1957 yılı sonunda İngiliz sömürge yönetimi
savcılığından istifa edip Kıbrıs Türk Kurumları Federasyonu Başkanlığı’na
getirilen ve kurucuları arasında bulunduğu Türk Mukavemet Teşkilatı’nın adayı
taksim politikasını o günden bu güne sebatla savunagelmiş olan Rauf Raif
Denktaş, Kıbrıs sorununa bir çözüm bulmak amacıyla yürütülmekte olan
toplumlararası görüşmelerin bir yeni aşamasını daha başlattı.
“Ayrı devletimizi
tanımazlarsa, masaya oturmam” politikası yüzünden zor duruma düşen Kıbrıs Türk
lideri Denktaş, 1997’den beri 57 kez buluştuğu, ama anlaşamadığı Kıbrıs Rum
toplumu lideri Glafkos Kleridis ile 2001 yılının sonunda karşılıklı
mektuplaşarak, 4 yıllık bir aradan sonra, BM Genel Sekreterinin Kıbrıs Özel Temsilci
Yardımcısının Lefkoşa’daki Uluslararası Havaalanı yakınlarında ve ara bölgede
yer alan konutunda, 4 Aralık 2001 günü bir araya geldi. İki lider, BM Kıbrıs
Özel Temsilcisi Alvaro de Soto’nun gözetiminde yüzyüze resmi görüşmelere 15
Ocak 2002’de başlama kararını aldılar.
Basında çıkan haberlere
göre, senaryo şöyle geliştirilmişti: “İki yıl kadar önce Kıbrıs Rum ve Türk
taraflarının katıldığı bir sivil toplum toplantısında herkesin üzerinde fikir
birliğine vardığı resmi olmayan bir Kıbrıs anayasa taslağı hazırlanmıştı. Bu
taslak adada iki toplumlu, iki bölgeli gevşek bir federasyonu, dönüşümlü
başkanlık sistemini öngörüyordu.
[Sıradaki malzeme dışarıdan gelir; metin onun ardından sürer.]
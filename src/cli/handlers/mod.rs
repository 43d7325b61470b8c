//! Command handlers, separated from parsing and dispatch.
//!
//! Handlers return the text to print; the executor writes it to stdout.

pub mod check;
pub mod item;
pub mod list;

pub use check::CheckCommandHandler;
pub use item::ItemCommandHandler;
pub use list::ListCommandHandler;

use std::path::Path;
use std::sync::Arc;

use anyhow::Context;
use serde::Serialize;
use tracing::info;

use crate::error::AppResult;
use crate::models::Entity;
use crate::repositories::EntityRepository;

/// Validates and stores every entity of a JSON array file, in file order.
pub(crate) async fn load_entities<E: Entity>(
    repo: &Arc<dyn EntityRepository<E>>,
    path: &Path,
) -> AppResult<usize> {
    let source = std::fs::read_to_string(path)
        .with_context(|| format!("Failed to read data file {}", path.display()))?;
    let entities: Vec<E> = serde_json::from_str(&source)
        .with_context(|| format!("{} is not a JSON array of {} records", path.display(), E::NAME))?;

    let count = entities.len();
    for entity in entities {
        entity.validate()?;
        repo.create(entity).await?;
    }
    info!(entity = E::NAME, count, file = %path.display(), "Loaded entities");
    Ok(count)
}

pub(crate) fn render<T: Serialize>(value: &T, compact: bool) -> AppResult<String> {
    let text = if compact {
        serde_json::to_string(value)
    } else {
        serde_json::to_string_pretty(value)
    }
    .context("Failed to serialize output")?;
    Ok(text)
}

#[cfg(test)]
pub(crate) mod test_support {
    use std::path::PathBuf;

    use serde::Serialize;
    use tempfile::TempDir;

    use crate::config::Settings;
    use crate::state::AppState;

    /// `admin` may do anything, other users nothing.
    pub fn state() -> AppState {
        let mut settings = Settings::default();
        settings
            .authorization
            .grants
            .insert("admin".to_string(), vec!["*:*".to_string()]);
        AppState::from_settings(settings).unwrap()
    }

    pub fn data_file<T: Serialize>(dir: &TempDir, name: &str, items: &[T]) -> PathBuf {
        let path = dir.path().join(name);
        std::fs::write(&path, serde_json::to_string(items).unwrap()).unwrap();
        path
    }
}
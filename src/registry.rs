//! Named provider factories for the pluggable collaborators.
//!
//! The composition root asks the registry for the provider named in
//! `[providers]`; nothing registers itself.

use std::collections::HashMap;
use std::sync::Arc;

use tracing::debug;

use crate::config::Settings;
use crate::error::{AppError, AppResult};
use crate::listing::ListDataProcessor;
use crate::repositories::Repositories;
use crate::services::{
    AuthorizationService, DisabledAuthorizationService, IdService, NoOpTransactionService,
    SequentialIdService, SerialTransactionService, StaticAuthorizationService,
    TransactionService, UuidIdService,
};

type Factory<T> = Box<dyn Fn(&Settings) -> AppResult<T> + Send + Sync>;

/// Provider kinds, used in lookups and error values.
#[derive(Debug, Clone, Copy, PartialEq, Eq)]
pub enum ProviderKind {
    Authorization,
    Transaction,
    Id,
    Repository,
}

impl ProviderKind {
    pub fn as_str(&self) -> &'static str {
        match self {
            ProviderKind::Authorization => "authorization provider",
            ProviderKind::Transaction => "transaction provider",
            ProviderKind::Id => "id provider",
            ProviderKind::Repository => "repository provider",
        }
    }
}

#[derive(Default)]
pub struct ProviderRegistry {
    authorization: HashMap<String, Factory<Arc<dyn AuthorizationService>>>,
    transaction: HashMap<String, Factory<Arc<dyn TransactionService>>>,
    id: HashMap<String, Factory<Arc<dyn IdService>>>,
    repository: HashMap<String, Factory<Repositories>>,
}

impl ProviderRegistry {
    /// An empty registry.
    pub fn new() -> Self {
        Self::default()
    }

    /// A registry holding every built-in provider.
    pub fn with_builtin() -> Self {
        let mut registry = Self::new();
        registry
            .register_authorization("static", |s: &Settings| {
                Ok(Arc::new(StaticAuthorizationService::new(
                    s.authorization.grants.clone(),
                )) as Arc<dyn AuthorizationService>)
            })
            .register_authorization("disabled", |_: &Settings| {
                Ok(Arc::new(DisabledAuthorizationService) as Arc<dyn AuthorizationService>)
            })
            .register_transaction("noop", |_: &Settings| {
                Ok(Arc::new(NoOpTransactionService) as Arc<dyn TransactionService>)
            })
            .register_transaction("serial", |_: &Settings| {
                Ok(Arc::new(SerialTransactionService::new()) as Arc<dyn TransactionService>)
            })
            .register_id("uuid", |_: &Settings| {
                Ok(Arc::new(UuidIdService) as Arc<dyn IdService>)
            })
            .register_id("sequential", |s: &Settings| {
                Ok(Arc::new(SequentialIdService::new(s.providers.id_prefix.clone()))
                    as Arc<dyn IdService>)
            })
            .register_repository("memory", |s: &Settings| {
                let processor = ListDataProcessor::new(s.listing.page_limits());
                Ok(Repositories::in_memory(processor))
            });
        registry
    }

    pub fn register_authorization<F>(&mut self, name: &str, factory: F) -> &mut Self
    where
        F: Fn(&Settings) -> AppResult<Arc<dyn AuthorizationService>> + Send + Sync + 'static,
    {
        self.authorization.insert(name.to_string(), Box::new(factory));
        self
    }

    pub fn register_transaction<F>(&mut self, name: &str, factory: F) -> &mut Self
    where
        F: Fn(&Settings) -> AppResult<Arc<dyn TransactionService>> + Send + Sync + 'static,
    {
        self.transaction.insert(name.to_string(), Box::new(factory));
        self
    }

    pub fn register_id<F>(&mut self, name: &str, factory: F) -> &mut Self
    where
        F: Fn(&Settings) -> AppResult<Arc<dyn IdService>> + Send + Sync + 'static,
    {
        self.id.insert(name.to_string(), Box::new(factory));
        self
    }

    pub fn register_repository<F>(&mut self, name: &str, factory: F) -> &mut Self
    where
        F: Fn(&Settings) -> AppResult<Repositories> + Send + Sync + 'static,
    {
        self.repository.insert(name.to_string(), Box::new(factory));
        self
    }

    pub fn authorization(
        &self,
        name: &str,
        settings: &Settings,
    ) -> AppResult<Arc<dyn AuthorizationService>> {
        build(&self.authorization, ProviderKind::Authorization, name, settings)
    }

    pub fn transaction(
        &self,
        name: &str,
        settings: &Settings,
    ) -> AppResult<Arc<dyn TransactionService>> {
        build(&self.transaction, ProviderKind::Transaction, name, settings)
    }

    pub fn id(&self, name: &str, settings: &Settings) -> AppResult<Arc<dyn IdService>> {
        build(&self.id, ProviderKind::Id, name, settings)
    }

    pub fn repository(&self, name: &str, settings: &Settings) -> AppResult<Repositories> {
        build(&self.repository, ProviderKind::Repository, name, settings)
    }

    /// Registered names of one kind, sorted.
    pub fn names(&self, kind: ProviderKind) -> Vec<&str> {
        let mut names: Vec<&str> = match kind {
            ProviderKind::Authorization => self.authorization.keys().map(String::as_str).collect(),
            ProviderKind::Transaction => self.transaction.keys().map(String::as_str).collect(),
            ProviderKind::Id => self.id.keys().map(String::as_str).collect(),
            ProviderKind::Repository => self.repository.keys().map(String::as_str).collect(),
        };
        names.sort_unstable();
        names
    }
}

fn build<T>(
    factories: &HashMap<String, Factory<T>>,
    kind: ProviderKind,
    name: &str,
    settings: &Settings,
) -> AppResult<T> {
    let factory = factories.get(name).ok_or_else(|| AppError::NotFound {
        entity: kind.as_str().to_string(),
        field: "name".to_string(),
        value: name.to_string(),
    })?;
    debug!(kind = kind.as_str(), name, "Building provider");
    factory(settings)
}

#[cfg(test)]
mod tests {
    use super::*;
    use crate::services::{Action, Permission};

    #[test]
    fn test_builtin_names() {
        let registry = ProviderRegistry::with_builtin();
        assert_eq!(registry.names(ProviderKind::Authorization), vec!["disabled", "static"]);
        assert_eq!(registry.names(ProviderKind::Transaction), vec!["noop", "serial"]);
        assert_eq!(registry.names(ProviderKind::Id), vec!["sequential", "uuid"]);
        assert_eq!(registry.names(ProviderKind::Repository), vec!["memory"]);
        assert!(ProviderRegistry::new().names(ProviderKind::Id).is_empty());
    }

    #[test]
    fn test_unknown_provider_is_not_found() {
        let registry = ProviderRegistry::with_builtin();
        match registry.transaction("postgres", &Settings::default()) {
            Err(AppError::NotFound { entity, value, .. }) => {
                assert_eq!(entity, "transaction provider");
                assert_eq!(value, "postgres");
            }
            Err(other) => panic!("Expected NotFound, got {other:?}"),
            Ok(_) => panic!("Expected NotFound"),
        }
    }

    #[test]
    fn test_factories_read_settings() {
        let registry = ProviderRegistry::with_builtin();
        let mut settings = Settings::default();
        settings.providers.id_prefix = "inv".to_string();

        let ids = registry.id("sequential", &settings).unwrap();
        assert_eq!(ids.generate_id(), "inv-1");
        assert_eq!(ids.name(), "sequential");

        let tx = registry.transaction("serial", &settings).unwrap();
        assert!(tx.supports_transactions());
        assert!(!registry.transaction("noop", &settings).unwrap().supports_transactions());
    }

    #[tokio::test]
    async fn test_static_authorization_uses_configured_grants() {
        let mut settings = Settings::default();
        settings
            .authorization
            .grants
            .insert("carol".to_string(), vec!["invoice:*".to_string()]);

        let authz = ProviderRegistry::with_builtin()
            .authorization("static", &settings)
            .unwrap();
        let read = Permission::new("invoice", Action::Read);
        let delete_role = Permission::new("role", Action::Delete);
        assert!(authz.has_permission("carol", &read).await.unwrap());
        assert!(!authz.has_permission("carol", &delete_role).await.unwrap());
    }

    #[test]
    fn test_custom_registration_replaces_builtin() {
        let mut registry = ProviderRegistry::with_builtin();
        registry.register_id("uuid", |_: &Settings| {
            Ok(Arc::new(SequentialIdService::new("fixed")) as Arc<dyn IdService>)
        });
        let ids = registry.id("uuid", &Settings::default()).unwrap();
        assert_eq!(ids.generate_id(), "fixed-1");
    }
}
//! Error types for the logger

use thiserror::Error;

#[derive(Debug, Error)]
pub enum LoggerError {
    #[error("IO error: {0}")]
    Io(#[from] std::io::Error),

    #[error("Configuration error: {message}")]
    Config { message: String },

    #[error("Subscriber error: {message}")]
    Subscriber { message: String },
}

impl LoggerError {
    pub fn config(message: impl Into<String>) -> Self {
        Self::Config {
            message: message.into(),
        }
    }

    pub fn subscriber(message: impl Into<String>) -> Self {
        Self::Subscriber {
            message: message.into(),
        }
    }
}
Hatta taslakta kurulacak devletin adı da
Kıbrıs Birleşik Devletleri olarak benimsenmişti. İki lider büyük olasılıkla bu
taslağı temel alarak görüşecek.” (Cumhuriyet, 21.11.2001) Aslında Denktaş,
kendisine yakın olan 2 Mart 2000 tarihli Kıbrıslı gazetesine verdiği bir
demeçte, Kıbrıs sorununa bulunacak çözüm şekli ile ilgili olarak “Birleşik
Kıbrıs Devletleri olabilir” diyerek, bu konuyla ilgili ilk görüşünü kamuoyuna
duyurmuştu.
5 Aralık akşamı,
Denktaş’ın kendi ikametgahında verdiği akşam yemeğine katılan Glafkos Kleridis,
Kıbrıs Türk toplumu lideri ile yaptığı ön görüşmede haftada üç gün toplanma
konusunda anlaştı.
Radikal gazetesi, Denktaş ile Kleridis’in
buluşması ardından, gündeme oturan ve Türk tarafının büyük ölçüde kabul ettiği
ABD’nin 6 sayfalık Kıbrıs Birleşik Devletleri (KBD) projesinin genel ilkelerini
yayımladı. Buna göre KBD’nin parlamentosunda iki bölüm, bir başka deyişle 30
Türk ve 70 Rumdan oluşan bir Meclis ile 25 Rum ve 25 Türkten oluşacak bir
Senato bulunacak. Parlamenterler ayrı ayrı yapılacak seçimlerle seçilecek. Ara
bölge korunacak ve devletin ayrılması için alınacak karar için, meclis ve
senatoda ayrı ayrı yapılacak oylamalarda istenilen oran %75, halk oylamalarında
da %67 olarak belirlenmişti.
23 Aralık 2001 tarihli Rumca Fileleftheros
gazetesi, ABD Dışişleri Bakanlığınca taraflara sunulan KBD projesinin, yine
ABD’nin finanse ettiği “Uyuşmazlıkların Çözümü” (Conflict Resolution=CR)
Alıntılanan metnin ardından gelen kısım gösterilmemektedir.